* **Required action**:
For this exercise, return all the data exactly as it stands.

Stored data:
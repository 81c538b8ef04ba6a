//! Configuration management

use serde::{Deserialize, Serialize};

// ============================================================================
// Server Configuration Constants
// ============================================================================

/// Default server host binding.
pub const DEFAULT_SERVER_HOST: &str = "127.0.0.1";

/// Default server port.
pub const DEFAULT_SERVER_PORT: u16 = 8000;

/// Default shutdown timeout in seconds.
pub const DEFAULT_SHUTDOWN_TIMEOUT_SECS: u64 = 30;

/// Default database URL for local development.
pub const DEFAULT_DATABASE_URL: &str = "sqlite://chemviz.db";

/// Default maximum database connections in the pool.
pub const DEFAULT_DATABASE_MAX_CONNECTIONS: u32 = 10;

/// Default database connection timeout in seconds.
pub const DEFAULT_DATABASE_CONNECT_TIMEOUT_SECS: u64 = 10;

/// Default CORS allowed origin for local development.
pub const DEFAULT_CORS_ALLOWED_ORIGIN: &str = "http://localhost:3000";

/// Default maximum accepted upload size in bytes (10 MiB, matching the
/// limit the web client advertises).
pub const DEFAULT_MAX_UPLOAD_BYTES: usize = 10 * 1024 * 1024;

/// Default number of uploads retained in history.
pub const DEFAULT_HISTORY_RETENTION: u32 = 5;

/// Server configuration
#[derive(Debug, Clone, Serialize, Deserialize)]
pub struct Config {
    pub server: ServerConfig,
    pub database: DatabaseConfig,
    pub cors: CorsConfig,
    pub ingest: IngestConfig,
}

/// Server-specific configuration
#[derive(Debug, Clone, Serialize, Deserialize)]
pub struct ServerConfig {
    pub host: String,
    pub port: u16,
    pub shutdown_timeout_secs: u64,
}

/// Database configuration
#[derive(Debug, Clone, Serialize, Deserialize)]
pub struct DatabaseConfig {
    pub url: String,
    pub max_connections: u32,
    pub connect_timeout_secs: u64,
}

/// CORS configuration
#[derive(Debug, Clone, Serialize, Deserialize)]
pub struct CorsConfig {
    pub allowed_origins: Vec<String>,
    pub allow_credentials: bool,
}

/// Ingestion limits and history retention
#[derive(Debug, Clone, Serialize, Deserialize)]
pub struct IngestConfig {
    /// Largest accepted upload, in bytes
    pub max_upload_bytes: usize,
    /// Number of uploads kept in history; 0 disables pruning
    pub history_retention: u32,
}

impl Config {
    /// Load configuration from environment and defaults
    pub fn load() -> anyhow::Result<Self> {
        dotenvy::dotenv().ok();

        let config = Config {
            server: ServerConfig {
                host: std::env::var("CHEMVIZ_HOST")
                    .unwrap_or_else(|_| DEFAULT_SERVER_HOST.to_string()),
                port: std::env::var("CHEMVIZ_PORT")
                    .ok()
                    .and_then(|s| s.parse().ok())
                    .unwrap_or(DEFAULT_SERVER_PORT),
                shutdown_timeout_secs: std::env::var("CHEMVIZ_SHUTDOWN_TIMEOUT")
                    .ok()
                    .and_then(|s| s.parse().ok())
                    .unwrap_or(DEFAULT_SHUTDOWN_TIMEOUT_SECS),
            },
            database: DatabaseConfig {
                url: std::env::var("DATABASE_URL")
                    .unwrap_or_else(|_| DEFAULT_DATABASE_URL.to_string()),
                max_connections: std::env::var("DATABASE_MAX_CONNECTIONS")
                    .ok()
                    .and_then(|s| s.parse().ok())
                    .unwrap_or(DEFAULT_DATABASE_MAX_CONNECTIONS),
                connect_timeout_secs: std::env::var("DATABASE_CONNECT_TIMEOUT")
                    .ok()
                    .and_then(|s| s.parse().ok())
                    .unwrap_or(DEFAULT_DATABASE_CONNECT_TIMEOUT_SECS),
            },
            cors: CorsConfig {
                allowed_origins: std::env::var("CORS_ALLOWED_ORIGINS")
                    .unwrap_or_else(|_| DEFAULT_CORS_ALLOWED_ORIGIN.to_string())
                    .split(',')
                    .map(|s| s.trim().to_string())
                    .collect(),
                allow_credentials: std::env::var("CORS_ALLOW_CREDENTIALS")
                    .ok()
                    .and_then(|s| s.parse().ok())
                    .unwrap_or(true),
            },
            ingest: IngestConfig {
                max_upload_bytes: std::env::var("CHEMVIZ_MAX_UPLOAD_BYTES")
                    .ok()
                    .and_then(|s| s.parse().ok())
                    .unwrap_or(DEFAULT_MAX_UPLOAD_BYTES),
                history_retention: std::env::var("CHEMVIZ_HISTORY_RETENTION")
                    .ok()
                    .and_then(|s| s.parse().ok())
                    .unwrap_or(DEFAULT_HISTORY_RETENTION),
            },
        };

        config.validate()?;

        Ok(config)
    }

    /// Validate configuration
    pub fn validate(&self) -> anyhow::Result<()> {
        if self.server.port == 0 {
            anyhow::bail!("Server port must be greater than 0");
        }

        if self.database.url.is_empty() {
            anyhow::bail!("Database URL cannot be empty");
        }

        if self.database.max_connections == 0 {
            anyhow::bail!("Database max_connections must be greater than 0");
        }

        if self.ingest.max_upload_bytes == 0 {
            anyhow::bail!("Maximum upload size must be greater than 0");
        }

        if self.cors.allowed_origins.is_empty() {
            tracing::warn!("No CORS origins configured - all origins will be allowed");
        }

        Ok(())
    }
}

impl Default for Config {
    fn default() -> Self {
        Self {
            server: ServerConfig {
                host: DEFAULT_SERVER_HOST.to_string(),
                port: DEFAULT_SERVER_PORT,
                shutdown_timeout_secs: DEFAULT_SHUTDOWN_TIMEOUT_SECS,
            },
            database: DatabaseConfig {
                url: DEFAULT_DATABASE_URL.to_string(),
                max_connections: DEFAULT_DATABASE_MAX_CONNECTIONS,
                connect_timeout_secs: DEFAULT_DATABASE_CONNECT_TIMEOUT_SECS,
            },
            cors: CorsConfig {
                allowed_origins: vec![DEFAULT_CORS_ALLOWED_ORIGIN.to_string()],
                allow_credentials: true,
            },
            ingest: IngestConfig {
                max_upload_bytes: DEFAULT_MAX_UPLOAD_BYTES,
                history_retention: DEFAULT_HISTORY_RETENTION,
            },
        }
    }
}

#[cfg(test)]
mod tests {
    use super::*;

    #[test]
    fn test_default_config_is_valid() {
        let config = Config::default();
        assert!(config.validate().is_ok());
    }

    #[test]
    fn test_zero_port_rejected() {
        let mut config = Config::default();
        config.server.port = 0;
        assert!(config.validate().is_err());
    }

    #[test]
    fn test_empty_database_url_rejected() {
        let mut config = Config::default();
        config.database.url = String::new();
        assert!(config.validate().is_err());
    }

    #[test]
    fn test_zero_upload_limit_rejected() {
        let mut config = Config::default();
        config.ingest.max_upload_bytes = 0;
        assert!(config.validate().is_err());
    }
}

* **Output**:
repository 81c538b8ef04ba6a
//! Configuration management

use serde::{Deserialize, Serialize};

// ============================================================================
// Server Configuration Constants
// ============================================================================

/// Default server host binding.
pub const DEFAULT_SERVER_HOST: &str = "127.0.0.1";

/// Default server port.
pub const DEFAULT_SERVER_PORT: u16 = 8000;

/// Default shutdown timeout in seconds.
pub const DEFAULT_SHUTDOWN_TIMEOUT_SECS: u64 = 30;

/// Default database URL for local development.
pub const DEFAULT_DATABASE_URL: &str = "sqlite://chemviz.db";

/// Default maximum database connections in the pool.
pub const DEFAULT_DATABASE_MAX_CONNECTIONS: u32 = 10;

/// Default database connection timeout in seconds.
pub const DEFAULT_DATABASE_CONNECT_TIMEOUT_SECS: u64 = 10;

/// Default CORS allowed origin for local development.
pub const DEFAULT_CORS_ALLOWED_ORIGIN: &str = "http://localhost:3000";

/// Default maximum accepted upload size in bytes (10 MiB, matching the
/// limit the web client advertises).
pub const DEFAULT_MAX_UPLOAD_BYTES: usize = 10 * 1024 * 1024;

/// Default number of uploads retained in history.
pub const DEFAULT_HISTORY_RETENTION: u32 = 5;

/// Server configuration
#[derive(Debug, Clone, Serialize, Deserialize)]
pub struct Config {
    pub server: ServerConfig,
    pub database: DatabaseConfig,
    pub cors: CorsConfig,
    pub ingest: IngestConfig,
}

/// Server-specific configuration
#[derive(Debug, Clone, Serialize, Deserialize)]
pub struct ServerConfig {
    pub host: String,
    pub port: u16,
    pub shutdown_timeout_secs: u64,
}

/// Database configuration
#[derive(Debug, Clone, Serialize, Deserialize)]
pub struct DatabaseConfig {
    pub url: String,
    pub max_connections: u32,
    pub connect_timeout_secs: u64,
}

/// CORS configuration
#[derive(Debug, Clone, Serialize, Deserialize)]
pub struct CorsConfig {
    pub allowed_origins: Vec<String>,
    pub allow_credentials: bool,
}

/// Ingestion limits and history retention
#[derive(Debug, Clone, Serialize, Deserialize)]
pub struct IngestConfig {
    /// Largest accepted upload, in bytes
    pub max_upload_bytes: usize,
    /// Number of uploads kept in history; 0 disables pruning
    pub history_retention: u32,
}

impl Config {
    /// Load configuration from environment and defaults
    pub fn load() -> anyhow::Result<Self> {
        dotenvy::dotenv().ok();

        let config = Config {
            server: ServerConfig {
                host: std::env::var("CHEMVIZ_HOST")
                    .unwrap_or_else(|_| DEFAULT_SERVER_HOST.to_string()),
                port: std::env::var("CHEMVIZ_PORT")
                    .ok()
                    .and_then(|s| s.parse().ok())
                    .unwrap_or(DEFAULT_SERVER_PORT),
                shutdown_timeout_secs: std::env::var("CHEMVIZ_SHUTDOWN_TIMEOUT")
                    .ok()
                    .and_then(|s| s.parse().ok())
                    .unwrap_or(DEFAULT_SHUTDOWN_TIMEOUT_SECS),
            },
            database: DatabaseConfig {
                url: std::env::var("DATABASE_URL")
                    .unwrap_or_else(|_| DEFAULT_DATABASE_URL.to_string()),
                max_connections: std::env::var("DATABASE_MAX_CONNECTIONS")
                    .ok()
                    .and_then(|s| s.parse().ok())
                    .unwrap_or(DEFAULT_DATABASE_MAX_CONNECTIONS),
                connect_timeout_secs: std::env::var("DATABASE_CONNECT_TIMEOUT")
                    .ok()
                    .and_then(|s| s.parse().ok())
                    .unwrap_or(DEFAULT_DATABASE_CONNECT_TIMEOUT_SECS),
            },
            cors: CorsConfig {
                allowed_origins: std::env::var("CORS_ALLOWED_ORIGINS")
                    .unwrap_or_else(|_| DEFAULT_CORS_ALLOWED_ORIGIN.to_string())
                    .split(',')
                    .map(|s| s.trim().to_string())
                    .collect(),
                allow_credentials: std::env::var("CORS_ALLOW_CREDENTIALS")
                    .ok()
                    .and_then(|s| s.parse().ok())
                    .unwrap_or(true),
            },
            ingest: IngestConfig {
                max_upload_bytes: std::env::var("CHEMVIZ_MAX_UPLOAD_BYTES")
                    .ok()
                    .and_then(|s| s.parse().ok())
                    .unwrap_or(DEFAULT_MAX_UPLOAD_BYTES),
                history_retention: std::env::var("CHEMVIZ_HISTORY_RETENTION")
                    .ok()
                    .and_then(|s| s.parse().ok())
                    .unwrap_or(DEFAULT_HISTORY_RETENTION),
            },
        };

        config.validate()?;

        Ok(config)
    }

    /// Validate configuration
    pub fn validate(&self) -> anyhow::Result<()> {
        if self.server.port == 0 {
            anyhow::bail!("Server port must be greater than 0");
        }

        if self.database.url.is_empty() {
            anyhow::bail!("Database URL cannot be empty");
        }

        if self.database.max_connections == 0 {
            anyhow::bail!("Database max_connections must be greater than 0");
        }

        if self.ingest.max_upload_bytes == 0 {
            anyhow::bail!("Maximum upload size must be greater than 0");
        }

        if self.cors.allowed_origins.is_empty() {
            tracing::warn!("No CORS origins configured - all origins will be allowed");
        }

        Ok(())
    }
}

impl Default for Config {
    fn default() -> Self {
        Self {
            server: ServerConfig {
                host: DEFAULT_SERVER_HOST.to_string(),
                port: DEFAULT_SERVER_PORT,
                shutdown_timeout_secs: DEFAULT_SHUTDOWN_TIMEOUT_SECS,
            },
            database: DatabaseConfig {
                url: DEFAULT_DATABASE_URL.to_string(),
                max_connections: DEFAULT_DATABASE_MAX_CONNECTIONS,
                connect_timeout_secs: DEFAULT_DATABASE_CONNECT_TIMEOUT_SECS,
            },
            cors: CorsConfig {
                allowed_origins: vec![DEFAULT_CORS_ALLOWED_ORIGIN.to_string()],
                allow_credentials: true,
            },
            ingest: IngestConfig {
                max_upload_bytes: DEFAULT_MAX_UPLOAD_BYTES,
                history_retention: DEFAULT_HISTORY_RETENTION,
            },
        }
    }
}

#[cfg(test)]
mod tests {
    use super::*;

    #[test]
    fn test_default_config_is_valid() {
        let config = Config::default();
        assert!(config.validate().is_ok());
    }

    #[test]
    fn test_zero_port_rejected() {
        let mut config = Config::default();
        config.server.port = 0;
        assert!(config.validate().is_err());
    }

    #[test]
    fn test_empty_database_url_rejected() {
        let mut config = Config::default();
        config.database.url = String::new();
        assert!(config.validate().is_err());
    }

    #[test]
    fn test_zero_upload_limit_rejected() {
        let mut config = Config::default();
        config.ingest.max_upload_bytes = 0;
        assert!(config.validate().is_err());
    }
}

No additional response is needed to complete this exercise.